DATA TO USE:
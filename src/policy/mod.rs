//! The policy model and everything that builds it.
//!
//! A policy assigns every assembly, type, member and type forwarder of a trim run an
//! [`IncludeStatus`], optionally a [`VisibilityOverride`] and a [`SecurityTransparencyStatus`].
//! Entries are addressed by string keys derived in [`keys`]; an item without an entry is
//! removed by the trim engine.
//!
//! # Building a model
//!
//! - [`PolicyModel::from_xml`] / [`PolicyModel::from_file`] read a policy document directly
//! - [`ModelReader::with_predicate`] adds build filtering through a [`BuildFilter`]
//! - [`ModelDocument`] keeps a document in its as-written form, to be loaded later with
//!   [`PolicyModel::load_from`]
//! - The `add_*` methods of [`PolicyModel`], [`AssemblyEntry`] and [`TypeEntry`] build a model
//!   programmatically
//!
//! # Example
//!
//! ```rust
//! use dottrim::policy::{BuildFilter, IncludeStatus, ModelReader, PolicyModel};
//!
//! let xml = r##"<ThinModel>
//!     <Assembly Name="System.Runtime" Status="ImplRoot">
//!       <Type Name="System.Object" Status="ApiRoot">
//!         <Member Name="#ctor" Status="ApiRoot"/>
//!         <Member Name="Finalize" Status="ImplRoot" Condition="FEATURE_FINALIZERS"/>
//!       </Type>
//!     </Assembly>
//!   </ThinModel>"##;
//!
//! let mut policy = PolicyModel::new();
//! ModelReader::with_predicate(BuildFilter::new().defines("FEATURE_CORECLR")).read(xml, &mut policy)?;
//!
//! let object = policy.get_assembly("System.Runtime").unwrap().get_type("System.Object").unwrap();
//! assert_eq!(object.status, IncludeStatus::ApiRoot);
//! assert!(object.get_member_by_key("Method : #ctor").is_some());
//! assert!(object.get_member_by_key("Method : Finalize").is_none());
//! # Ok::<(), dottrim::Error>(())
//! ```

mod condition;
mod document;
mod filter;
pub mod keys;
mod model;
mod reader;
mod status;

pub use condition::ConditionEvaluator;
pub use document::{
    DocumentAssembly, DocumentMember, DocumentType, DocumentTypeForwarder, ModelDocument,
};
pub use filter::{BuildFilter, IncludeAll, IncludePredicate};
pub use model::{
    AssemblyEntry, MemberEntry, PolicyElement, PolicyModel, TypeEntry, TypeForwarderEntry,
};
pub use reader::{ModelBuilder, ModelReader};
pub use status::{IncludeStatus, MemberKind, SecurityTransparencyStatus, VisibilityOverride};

TASK TO CARRY OUT:
Wherever the string "Finalize" shows up in the material, copy the line that holds it.

RESPONSE:
//!         <Member Name="Finalize" Status="ImplRoot" Condition="FEATURE_FINALIZERS"/>
//! assert!(object.get_member_by_key("Method : Finalize").is_none());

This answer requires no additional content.